Atopic dermatitis (AD) is a chronic inflammatory condition with severe itching. The complex physiology and diverse pathogenesis of AD complicate the prediction of clinical outcomes. Therefore, it is essential to develop preclinical models closely mimicking features of AD. Herein, gelatin-based in situ crosslinkable hydrogel AD models are engineered replicating the characteristics of AD tissue. First, public data of patients with AD is used to confirm the following, using single-cell RNA sequencing analysis: (1) collagen type VI alpha 5 chain (COL6A5+) fibroblast expression in patient tissues, (2) cell interaction with dorsal root ganglions that induce itching, and (3) overexpression of hypoxia-related factors in AD tissues. Based on these characteristics, an artificial AD model is developed using gelatin-based in situ crosslinked hydrogels. 3D cell culture systems are fabricated by encapsulating cells within hydrogels, supporting 3D cell survival and growth.
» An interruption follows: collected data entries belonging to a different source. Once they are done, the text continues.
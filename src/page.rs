//! Page-load wiring: what happens once the document is ready.

use crate::config::Config;
use crate::dom::Dom;
use crate::error::SiteError;
use crate::feeds::FeedFetcher;
use crate::nav::ScrollShrink;
use crate::planet::Planet;
use crate::search::{self, SearchDispatcher};
use tracing::{debug, info, warn};
use url::Url;

/// The parts of `document.location` that decide whether the page is being
/// viewed from disk.
#[derive(Debug, Clone, PartialEq, Eq)]
pub struct Location {
    pub protocol: String,
    pub origin: String,
    pub host: String,
    pub hostname: String,
}

impl Location {
    pub fn parse(s: &str) -> Result<Self, SiteError> {
        let url = Url::parse(s).map_err(|_| SiteError::BadLocation(s.to_string()))?;
        Ok(Self::from_url(&url))
    }

    pub fn from_url(url: &Url) -> Self {
        let hostname = url.host_str().unwrap_or_default().to_string();
        let host = match url.port() {
            Some(port) => format!("{}:{}", hostname, port),
            None => hostname.clone(),
        };
        Self {
            protocol: format!("{}:", url.scheme()),
            origin: url.origin().ascii_serialization(),
            host,
            hostname,
        }
    }

    /// Only a page opened straight from disk skips the feed.
    pub fn is_network(&self) -> bool {
        self.protocol != "file:"
            || self.origin != "null"
            || !self.host.is_empty()
            || !self.hostname.is_empty()
    }
}

#[derive(Debug, Clone, Copy, PartialEq, Eq, Default)]
pub struct PageReport {
    pub feed_requested: bool,
    /// Entries appended to the planet box; `None` when nothing was appended.
    pub entries_shown: Option<usize>,
}

/// Event handlers left installed after load.
#[derive(Debug, Clone)]
pub struct Handlers {
    pub scroll: ScrollShrink,
    pub search: SearchDispatcher,
}

#[derive(Debug, Clone)]
pub struct PageLoad {
    scroll: ScrollShrink,
    search: SearchDispatcher,
    planet: Planet,
}

impl PageLoad {
    pub fn new(scroll: ScrollShrink, search: SearchDispatcher, planet: Planet) -> Self {
        Self {
            scroll,
            search,
            planet,
        }
    }

    pub fn from_config(config: &Config) -> Result<Self, SiteError> {
        Ok(Self::new(
            config.scroll_shrink(),
            config.dispatcher()?,
            config.planet(),
        ))
    }

    pub async fn run(
        self,
        dom: &mut impl Dom,
        location: &Location,
        fetcher: &dyn FeedFetcher,
    ) -> Result<(PageReport, Handlers), SiteError> {
        search::enable_advanced(dom)?;

        let handlers = Handlers {
            scroll: self.scroll,
            search: self.search,
        };
        let mut report = PageReport::default();

        if !location.is_network() {
            debug!(?location, "local page, skipping planet feed");
            return Ok((report, handlers));
        }

        report.feed_requested = true;
        match fetcher.fetch().await {
            Ok(data) => {
                report.entries_shown = self.planet.render_into(dom, &data)?;
                info!(shown = ?report.entries_shown, "planet feed rendered");
            }
            Err(e) => warn!(error = %e, "planet feed fetch failed"),
        }

        Ok((report, handlers))
    }
}

#[cfg(test)]
mod tests {
    use super::*;
    use crate::dom::StaticPage;
    use crate::error::DomError;
    use crate::feeds::{FeedData, FeedEntry};
    use crate::search::ModeTable;
    use async_trait::async_trait;
    use std::sync::atomic::{AtomicUsize, Ordering};

    const PAGE: &str = r#"<html><body id="body">
        <div id="home"></div><div id="jumplinks"></div>
        <div id="search">
          <form id="simplesearch">
            <input id="searchq" type="text">
            <span id="advancedsearch" class="hidden">
              <input type="radio" name="what" value="website" checked>
              <input type="radio" name="what" value="wiki">
            </span>
          </form>
        </div>
        <div id="planet"></div>
    </body></html>"#;

    struct StubFetcher {
        result: Result<FeedData, String>,
        calls: AtomicUsize,
    }

    impl StubFetcher {
        fn new(result: Result<FeedData, String>) -> Self {
            Self {
                result,
                calls: AtomicUsize::new(0),
            }
        }
    }

    #[async_trait]
    impl FeedFetcher for StubFetcher {
        async fn fetch(&self) -> anyhow::Result<FeedData> {
            self.calls.fetch_add(1, Ordering::SeqCst);
            self.result.clone().map_err(anyhow::Error::msg)
        }
    }

    fn load() -> PageLoad {
        PageLoad::new(
            ScrollShrink::default(),
            SearchDispatcher::new(ModeTable::libvirt().unwrap(), crate::search::SearchMode::Website),
            Planet::default(),
        )
    }

    fn entries(n: usize) -> FeedData {
        FeedData::Entries(
            (0..n)
                .map(|i| FeedEntry {
                    link: format!("https://blog.example/{}", i),
                    title: format!("Post {}", i),
                    published_date: "2023-06-15".to_string(),
                    author: "Ann".to_string(),
                })
                .collect(),
        )
    }

    #[test]
    fn test_location_network() {
        let loc = Location::parse("https://libvirt.org:8443/index.html").unwrap();
        assert_eq!(loc.protocol, "https:");
        assert_eq!(loc.origin, "https://libvirt.org:8443");
        assert_eq!(loc.host, "libvirt.org:8443");
        assert_eq!(loc.hostname, "libvirt.org");
        assert!(loc.is_network());
    }

    #[test]
    fn test_location_file() {
        let loc = Location::parse("file:///usr/share/doc/libvirt/html/index.html").unwrap();
        assert_eq!(loc.protocol, "file:");
        assert_eq!(loc.origin, "null");
        assert_eq!(loc.host, "");
        assert!(!loc.is_network());
    }

    #[test]
    fn test_location_invalid() {
        assert!(matches!(
            Location::parse("not a url"),
            Err(SiteError::BadLocation(_))
        ));
    }

    #[tokio::test]
    async fn test_network_page_renders_feed() {
        let mut page = StaticPage::parse(PAGE);
        let fetcher = StubFetcher::new(Ok(entries(7)));
        let location = Location::parse("https://libvirt.org/").unwrap();

        let (report, _) = load().run(&mut page, &location, &fetcher).await.unwrap();

        assert_eq!(fetcher.calls.load(Ordering::SeqCst), 1);
        assert_eq!(
            report,
            PageReport {
                feed_requested: true,
                entries_shown: Some(4),
            }
        );
        assert_eq!(page.class_name("advancedsearch").unwrap(), "advancedsearch");
        assert!(page.appended_html("planet").unwrap().starts_with("<dl><dt>"));
    }

    #[tokio::test]
    async fn test_local_page_skips_feed() {
        let mut page = StaticPage::parse(PAGE);
        let fetcher = StubFetcher::new(Ok(entries(2)));
        let location = Location::parse("file:///tmp/index.html").unwrap();

        let (report, _) = load().run(&mut page, &location, &fetcher).await.unwrap();

        assert_eq!(fetcher.calls.load(Ordering::SeqCst), 0);
        assert!(!report.feed_requested);
        assert_eq!(page.mutated_ids(), ["advancedsearch"]);
    }

    #[tokio::test]
    async fn test_fetch_failure_is_swallowed() {
        let mut page = StaticPage::parse(PAGE);
        let fetcher = StubFetcher::new(Err("connection refused".to_string()));
        let location = Location::parse("https://libvirt.org/").unwrap();

        let (report, _) = load().run(&mut page, &location, &fetcher).await.unwrap();

        assert!(report.feed_requested);
        assert_eq!(report.entries_shown, None);
        assert_eq!(page.appended_html("planet").unwrap(), "");
    }

    #[tokio::test]
    async fn test_unavailable_feed_leaves_planet_untouched() {
        let mut page = StaticPage::parse(PAGE);
        let fetcher = StubFetcher::new(Ok(FeedData::Unavailable { status: 503 }));
        let location = Location::parse("https://libvirt.org/").unwrap();

        let (report, _) = load().run(&mut page, &location, &fetcher).await.unwrap();

        assert_eq!(report.entries_shown, None);
        assert_eq!(page.mutated_ids(), ["advancedsearch"]);
    }

    #[tokio::test]
    async fn test_missing_advanced_search_is_a_dom_error() {
        let mut page = StaticPage::parse(r#"<div id="planet"></div>"#);
        let fetcher = StubFetcher::new(Ok(entries(1)));
        let location = Location::parse("https://libvirt.org/").unwrap();

        let err = load().run(&mut page, &location, &fetcher).await.unwrap_err();
        assert!(matches!(err, SiteError::Dom(DomError::MissingElement(id)) if id == "advancedsearch"));
        assert_eq!(fetcher.calls.load(Ordering::SeqCst), 0);
    }

    #[test]
    fn test_from_config_reports_bad_search_target() {
        let config: Config = toml::from_str(
            r#"
            [[search.modes]]
            name = "wiki"
            action = "not a url"
            field = "search"
            "#,
        )
        .unwrap();
        assert!(matches!(
            PageLoad::from_config(&config),
            Err(SiteError::Config(crate::error::ConfigError::BadTarget { .. }))
        ));
    }

    #[tokio::test]
    async fn test_from_config_three_mode_page() {
        let config: Config = toml::from_str("[search]\npreset = \"three-mode\"").unwrap();
        let mut page = StaticPage::parse(PAGE);
        let fetcher = StubFetcher::new(Ok(entries(0)));
        let location = Location::parse("file:///tmp/index.html").unwrap();

        let (_, handlers) = PageLoad::from_config(&config)
            .unwrap()
            .run(&mut page, &location, &fetcher)
            .await
            .unwrap();

        page.set_input_value("searchq", "snapshot").unwrap();
        page.check_radio("what", "wiki");
        let request = handlers.search.dispatch(&page).unwrap();
        assert_eq!(request.value, "site:wiki.libvirt.org snapshot");
    }

    #[tokio::test]
    async fn test_handlers_drive_page_after_load() {
        let mut page = StaticPage::parse(PAGE);
        let fetcher = StubFetcher::new(Ok(entries(0)));
        let location = Location::parse("https://libvirt.org/").unwrap();

        let (_, handlers) = load().run(&mut page, &location, &fetcher).await.unwrap();

        handlers.scroll.on_scroll(&mut page, 120).unwrap();
        assert_eq!(page.class_name("body").unwrap(), "navhide");

        page.set_input_value("searchq", "snapshot").unwrap();
        page.check_radio("what", "wiki");
        let request = handlers.search.dispatch(&page).unwrap();
        assert_eq!(
            request.url().unwrap().as_str(),
            "https://wiki.libvirt.org/index.php?search=snapshot"
        );
    }
}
These models exhibit a hypoxic (pO2 < 5 %) environment within the hydrogels, with upregulated expression of hypoxia-related genes. In these hydrogelbased skin models, the AD microenvironment is recreated, inducing immune responses and chronic hypoxia through IL-4 treatment and controlled oxygen concentration. Overexpression of itch-related factors, evaluation of drug response to treatment, and gene upregulation under hypoxic and immune conditions are also analyzed in the models. Our platforms are potential preclinical models for drug screening and fundamental research.